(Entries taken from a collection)
_ _ _ _

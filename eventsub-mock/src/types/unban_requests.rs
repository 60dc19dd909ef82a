//! Unban requests: a banned viewer asks to be unbanned, and a moderator
//! resolves the request.

use eventsub_shared::{EventsubCondition, MockEventParameters};
use serde::Serialize;
use serde_json::Value;

use super::{to_body, Broadcaster, Moderator, User, BOTH_TRANSPORTS};
use crate::errors::EventError;
use crate::events::{EventDefinition, MockEvent, TopicMapping};
use crate::random;

const CREATE_TOPIC: &str = "channel.unban_request.create";

const TOPICS: &[(&str, &str)] = &[
    ("unban-request-create", CREATE_TOPIC),
    ("unban-request-resolve", "channel.unban_request.resolve"),
];

static DEFINITION: EventDefinition = EventDefinition {
    name: "unban_requests",
    version: "1",
    transports: BOTH_TRANSPORTS,
    triggers: &["unban-request-create", "unban-request-resolve"],
    mapping: &TopicMapping::mirrored(TOPICS),
};

/// Mock unban request events.
#[derive(Debug, Clone, Copy, Default)]
pub struct UnbanRequests;

#[derive(Serialize)]
struct CreateEvent<'a> {
    id: String,
    #[serde(flatten)]
    broadcaster: Broadcaster<'a>,
    #[serde(flatten)]
    user: User<'a>,
    text: &'a str,
    created_at: &'a str,
}

#[derive(Serialize)]
struct ResolveEvent<'a> {
    id: String,
    #[serde(flatten)]
    broadcaster: Broadcaster<'a>,
    #[serde(flatten)]
    moderator: Moderator<'a>,
    #[serde(flatten)]
    user: User<'a>,
    resolution_text: &'a str,
    status: &'static str,
}

impl MockEvent for UnbanRequests {
    fn definition(&self) -> &'static EventDefinition {
        &DEFINITION
    }

    fn condition(&self, params: &MockEventParameters) -> EventsubCondition {
        EventsubCondition::broadcaster(&params.to_user_id).with_moderator(&params.to_user_id)
    }

    fn event_body(&self, topic: &str, params: &MockEventParameters) -> Result<Value, EventError> {
        let id = params.item_id.clone().unwrap_or_else(random::random_guid);

        if topic == CREATE_TOPIC {
            return to_body(&CreateEvent {
                id,
                broadcaster: Broadcaster::of(params),
                user: User::of(params),
                text: params.description.as_deref().unwrap_or("Please unban me from the channel"),
                created_at: &params.timestamp,
            });
        }

        to_body(&ResolveEvent {
            id,
            broadcaster: Broadcaster::of(params),
            moderator: Moderator::of(params),
            user: User::of(params),
            resolution_text: params.description.as_deref().unwrap_or("You have been unbanned"),
            status: "approved",
        })
    }
}

#[cfg(test)]
mod tests {
    use super::*;
    use crate::types::test_support::{params, payload};

    #[test]
    fn test_unban_request_create() {
        let create = payload(&UnbanRequests, &params("unban-request-create").with_item_id("req-1"));
        let body = &create["event"];
        assert_eq!(body["id"], "req-1");
        assert_eq!(body["user_id"], "5678");
        assert_eq!(body["created_at"], "2024-05-01T12:00:00Z");
        assert!(body.get("moderator_user_id").is_none());
    }

    #[test]
    fn test_unban_request_resolve() {
        let resolved = payload(&UnbanRequests, &params("unban-request-resolve"));
        assert_eq!(resolved["subscription"]["condition"]["moderator_user_id"], "1234");
        let body = &resolved["event"];
        assert_eq!(body["status"], "approved");
        assert_eq!(body["moderator_user_id"], "1234");
        assert_eq!(body["user_login"], "viewer");
    }
}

_ _ _ _

(WHAT THE TASK ASKS) The lines sought are those in the data above that include the string "description"; copy each one.

(WRITTEN ANSWER)
                text: params.description.as_deref().unwrap_or("Please unban me from the channel"),
            resolution_text: params.description.as_deref().unwrap_or("You have been unbanned"),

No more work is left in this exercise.